Un rythme électronique trop rapide. De l’avis de Marie Pezé, l’accélération de tous les processus avec ces outils électroniques provoque une tension permanente et une impression de travail bâclé. « Les cadres les dénoncent comme favorisant une exécution du travail au fil de l’eau, précise-t-elle. Ils se plaignent de ne plus avoir le temps de penser et se désolent de devoir exécuter leur travail comme des robots. Et surtout, ils n’ont plus jamais l’impression d’être à jour. Comme le temps nécessaire à la réflexion n’existe plus, le travail effectué n’est plus un travail réfléchi et mesuré, les salariés savent qu’ils l’ont fait dans l’urgence et ils n’en sont pas fiers. »
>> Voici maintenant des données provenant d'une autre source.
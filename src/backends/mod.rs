//! Backend implementations for different inference engines
//!
//! - ONNX Runtime backend (high performance, GPU acceleration)
//! - Tract backend (pure Rust, no external dependencies)
//! - Mock backend (border-color keying, no model file)

pub mod mock;

#[cfg(feature = "onnx")]
pub mod onnx;

#[cfg(feature = "tract")]
pub mod tract;

pub use self::mock::MockBackend;

#[cfg(feature = "onnx")]
pub use self::onnx::OnnxBackend;

#[cfg(feature = "tract")]
pub use self::tract::TractBackend;
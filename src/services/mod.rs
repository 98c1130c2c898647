//! Service layer for format handling and output naming
//!
//! Stateless helpers kept apart from the processing pipeline so they can be
//! exercised on their own.

pub mod codec;
pub mod naming;

pub use codec::ImageCodec;
pub use naming::DownloadNamer;
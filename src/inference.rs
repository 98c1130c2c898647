//! Inference backend abstraction

use crate::{
    config::ModelConfig,
    error::Result,
    models::{ModelInfo, PreprocessingConfig},
};
use ndarray::Array4;
use std::time::Duration;

/// Trait for inference backends
///
/// Backends receive a normalized NCHW tensor and return the raw model output
/// (`1 x 1 x H x W`, values roughly in `0..=1`).
pub trait InferenceBackend: Send {
    /// Initialize the backend with the given configuration
    ///
    /// Returns the model loading time, or `None` if nothing had to be loaded.
    ///
    /// # Errors
    /// - Backend initialization failures
    /// - Model loading or validation errors
    fn initialize(&mut self, config: &ModelConfig) -> Result<Option<Duration>>;

    /// Run inference on the input tensor
    ///
    /// # Errors
    /// - Backend not initialized
    /// - Model inference failures
    /// - Tensor conversion errors
    fn infer(&mut self, input: &Array4<f32>) -> Result<Array4<f32>>;

    /// Get preprocessing configuration for this backend
    fn get_preprocessing_config(&self) -> PreprocessingConfig;

    /// Get model information for this backend
    ///
    /// # Errors
    /// - Model metadata unavailable
    fn get_model_info(&self) -> Result<ModelInfo>;

    /// Check if backend is initialized
    fn is_initialized(&self) -> bool;
}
Sur le phénomène du « jamais à jour », tous les spécialistes de la question le constatent : les cadres travaillent le soir et le week-end pour écluser une charge de travail qui ne tient plus dans des horaires de bureau. Et les outils électroniques leur permettent de le faire. « Ils suppriment la barrière mécanique qui existait entre le travail et la vie privée, rajoute Marie Pezé. Et le salarié est devenu « accro » à cette hyperconnexion au travail. Lui conseiller de déconnecter ne suffit pas. Il faut le déconnecter mécaniquement pour lui imposer cette coupure nécessaire à sa santé. » Pourtant, comme le rappelle la psychologue, il existe déjà des lois sur le sujet. Mais elles ne sont pas ou mal appliquées. « La L 4121 précise que le chef d’entreprise a obligation de protéger la santé physique et mentale de ses salariés en termes de résultat et pas seulement en termes de moyen. Le code du travail prévoit aussi un délai minimum de 11 heures entre deux journées de travail. Mais avec les mails et les SMS du soir, c’est rarement possible », poursuit Marie Pezé. En France, un premier accord de branche a récemment inscrit « un droit à la déconnexion » pour les cadres du secteur numérique ne bénéficiant pas d’horaires fixes. Un texte qui évoque l’obligation de décrocher des outils informatiques pour respecter la durée légale de repos minimale.

Florence Pinaud

La laisse du GPS
Les outils connectés reliant le salarié à sa direction peuvent aussi prendre des formes plus discrètes avec les GPS des véhicules de fonction. Ces « fils à la patte » permettent aux directions de connaître la localisation de leurs salariés à tout moment. « Les chauffeurs routiers subissent une surveillance permanente avec les chrono-tachygraphes électroniques, précise Pierrette Trilhe. Leurs déplacements sont vérifiés et ils n’ont plus l’initiative des parcours sans avoir de compte à rendre. La direction peut localiser leur camion grâce au GPS intégré, comme avec de nombreuses voitures de fonction. Du coup, les salariés n’ont plus de vie privée. Leur patron peut savoir où ils sont, même en dehors des horaires de travail. »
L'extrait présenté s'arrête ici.